(Beginning of RECORDS TO PROCESS)

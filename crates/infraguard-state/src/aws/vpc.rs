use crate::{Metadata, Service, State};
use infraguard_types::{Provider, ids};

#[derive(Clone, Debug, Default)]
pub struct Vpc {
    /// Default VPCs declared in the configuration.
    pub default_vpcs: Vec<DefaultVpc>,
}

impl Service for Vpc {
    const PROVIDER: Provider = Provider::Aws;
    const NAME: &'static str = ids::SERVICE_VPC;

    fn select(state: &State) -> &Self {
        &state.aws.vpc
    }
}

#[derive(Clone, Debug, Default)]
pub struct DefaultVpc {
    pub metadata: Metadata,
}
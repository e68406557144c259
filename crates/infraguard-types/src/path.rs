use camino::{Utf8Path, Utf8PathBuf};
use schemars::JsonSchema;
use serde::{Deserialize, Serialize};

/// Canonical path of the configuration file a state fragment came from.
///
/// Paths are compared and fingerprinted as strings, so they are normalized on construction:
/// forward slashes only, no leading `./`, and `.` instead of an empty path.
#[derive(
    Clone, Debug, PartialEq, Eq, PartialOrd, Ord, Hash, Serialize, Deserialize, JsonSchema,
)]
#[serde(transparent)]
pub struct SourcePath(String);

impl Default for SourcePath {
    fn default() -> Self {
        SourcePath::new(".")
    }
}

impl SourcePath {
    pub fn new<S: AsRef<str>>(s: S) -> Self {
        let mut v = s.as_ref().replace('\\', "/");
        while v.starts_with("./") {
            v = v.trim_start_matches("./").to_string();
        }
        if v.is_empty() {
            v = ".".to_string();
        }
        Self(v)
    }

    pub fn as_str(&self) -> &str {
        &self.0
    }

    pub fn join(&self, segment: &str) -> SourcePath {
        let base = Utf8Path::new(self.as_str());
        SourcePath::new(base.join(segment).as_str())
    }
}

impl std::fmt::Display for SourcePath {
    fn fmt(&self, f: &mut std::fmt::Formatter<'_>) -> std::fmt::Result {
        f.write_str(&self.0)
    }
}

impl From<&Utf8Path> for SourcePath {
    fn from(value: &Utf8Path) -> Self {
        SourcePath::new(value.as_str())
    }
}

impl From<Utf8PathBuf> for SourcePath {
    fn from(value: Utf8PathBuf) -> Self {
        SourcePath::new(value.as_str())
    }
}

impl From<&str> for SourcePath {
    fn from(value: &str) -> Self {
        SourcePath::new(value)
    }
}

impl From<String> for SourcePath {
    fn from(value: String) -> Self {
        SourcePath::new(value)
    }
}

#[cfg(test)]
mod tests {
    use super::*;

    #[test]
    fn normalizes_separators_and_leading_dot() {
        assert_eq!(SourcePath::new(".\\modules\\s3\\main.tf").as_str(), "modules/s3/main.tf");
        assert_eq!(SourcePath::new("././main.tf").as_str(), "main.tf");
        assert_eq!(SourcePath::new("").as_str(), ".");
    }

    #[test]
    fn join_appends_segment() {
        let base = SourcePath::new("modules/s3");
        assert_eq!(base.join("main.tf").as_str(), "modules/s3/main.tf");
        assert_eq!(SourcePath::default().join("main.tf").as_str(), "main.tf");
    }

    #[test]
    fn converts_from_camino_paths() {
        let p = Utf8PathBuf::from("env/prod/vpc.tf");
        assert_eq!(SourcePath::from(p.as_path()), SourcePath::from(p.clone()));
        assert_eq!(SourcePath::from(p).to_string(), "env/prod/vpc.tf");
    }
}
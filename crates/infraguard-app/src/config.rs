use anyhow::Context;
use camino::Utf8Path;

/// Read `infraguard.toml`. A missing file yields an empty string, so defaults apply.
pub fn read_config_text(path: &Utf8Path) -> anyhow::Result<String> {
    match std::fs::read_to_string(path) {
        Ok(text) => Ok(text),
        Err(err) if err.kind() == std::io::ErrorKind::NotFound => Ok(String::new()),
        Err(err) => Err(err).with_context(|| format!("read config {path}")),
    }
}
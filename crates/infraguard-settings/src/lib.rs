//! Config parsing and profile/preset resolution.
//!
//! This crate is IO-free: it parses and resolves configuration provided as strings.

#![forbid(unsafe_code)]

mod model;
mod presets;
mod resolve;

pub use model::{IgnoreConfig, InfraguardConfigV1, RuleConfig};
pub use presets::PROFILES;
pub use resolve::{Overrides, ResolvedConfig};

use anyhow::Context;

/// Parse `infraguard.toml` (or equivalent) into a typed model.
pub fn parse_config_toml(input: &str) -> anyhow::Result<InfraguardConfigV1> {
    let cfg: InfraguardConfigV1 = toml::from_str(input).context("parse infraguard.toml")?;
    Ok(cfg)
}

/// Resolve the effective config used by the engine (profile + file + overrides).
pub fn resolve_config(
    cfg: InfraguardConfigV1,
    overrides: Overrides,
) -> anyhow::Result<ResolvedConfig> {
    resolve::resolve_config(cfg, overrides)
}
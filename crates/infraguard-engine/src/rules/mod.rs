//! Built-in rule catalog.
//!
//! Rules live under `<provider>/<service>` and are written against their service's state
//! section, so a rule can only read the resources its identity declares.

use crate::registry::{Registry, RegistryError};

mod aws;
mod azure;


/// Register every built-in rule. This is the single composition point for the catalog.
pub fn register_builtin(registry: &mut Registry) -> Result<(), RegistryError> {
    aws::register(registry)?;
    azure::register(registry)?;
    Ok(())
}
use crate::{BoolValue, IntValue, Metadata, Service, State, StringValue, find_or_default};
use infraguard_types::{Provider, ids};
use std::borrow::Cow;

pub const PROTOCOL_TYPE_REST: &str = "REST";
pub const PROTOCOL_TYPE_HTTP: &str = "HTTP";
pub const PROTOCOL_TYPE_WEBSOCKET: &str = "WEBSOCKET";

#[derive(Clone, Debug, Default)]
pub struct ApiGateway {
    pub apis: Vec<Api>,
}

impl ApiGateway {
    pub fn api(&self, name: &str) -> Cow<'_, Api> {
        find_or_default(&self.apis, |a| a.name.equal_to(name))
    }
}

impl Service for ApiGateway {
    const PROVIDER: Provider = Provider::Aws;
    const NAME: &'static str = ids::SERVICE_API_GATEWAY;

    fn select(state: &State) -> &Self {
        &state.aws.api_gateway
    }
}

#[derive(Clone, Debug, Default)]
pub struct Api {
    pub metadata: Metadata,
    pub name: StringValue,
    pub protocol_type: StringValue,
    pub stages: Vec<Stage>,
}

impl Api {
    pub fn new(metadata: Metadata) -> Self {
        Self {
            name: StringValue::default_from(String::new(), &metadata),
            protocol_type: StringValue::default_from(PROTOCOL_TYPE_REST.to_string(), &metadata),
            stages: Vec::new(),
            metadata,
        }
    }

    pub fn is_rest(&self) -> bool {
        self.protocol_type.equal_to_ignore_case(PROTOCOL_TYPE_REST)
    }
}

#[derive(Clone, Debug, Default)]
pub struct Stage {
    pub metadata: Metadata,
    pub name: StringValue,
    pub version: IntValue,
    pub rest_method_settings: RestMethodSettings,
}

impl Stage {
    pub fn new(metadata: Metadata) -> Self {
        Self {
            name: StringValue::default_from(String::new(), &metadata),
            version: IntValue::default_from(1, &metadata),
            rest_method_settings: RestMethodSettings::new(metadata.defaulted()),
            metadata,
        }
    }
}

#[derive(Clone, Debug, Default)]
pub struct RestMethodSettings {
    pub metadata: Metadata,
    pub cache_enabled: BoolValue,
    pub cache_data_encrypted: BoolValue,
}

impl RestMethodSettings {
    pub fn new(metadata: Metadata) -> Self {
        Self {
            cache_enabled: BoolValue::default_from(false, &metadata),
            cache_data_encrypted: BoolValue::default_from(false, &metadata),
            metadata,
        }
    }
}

(End of RECORDS TO PROCESS)

WHAT TO DO: Take each line from the preceding material that contains "modules" and copy it.

RESPONSE:
        assert_eq!(SourcePath::new(".\\modules\\s3\\main.tf").as_str(), "modules/s3/main.tf");
        let base = SourcePath::new("modules/s3");
        assert_eq!(base.join("main.tf").as_str(), "modules/s3/main.tf");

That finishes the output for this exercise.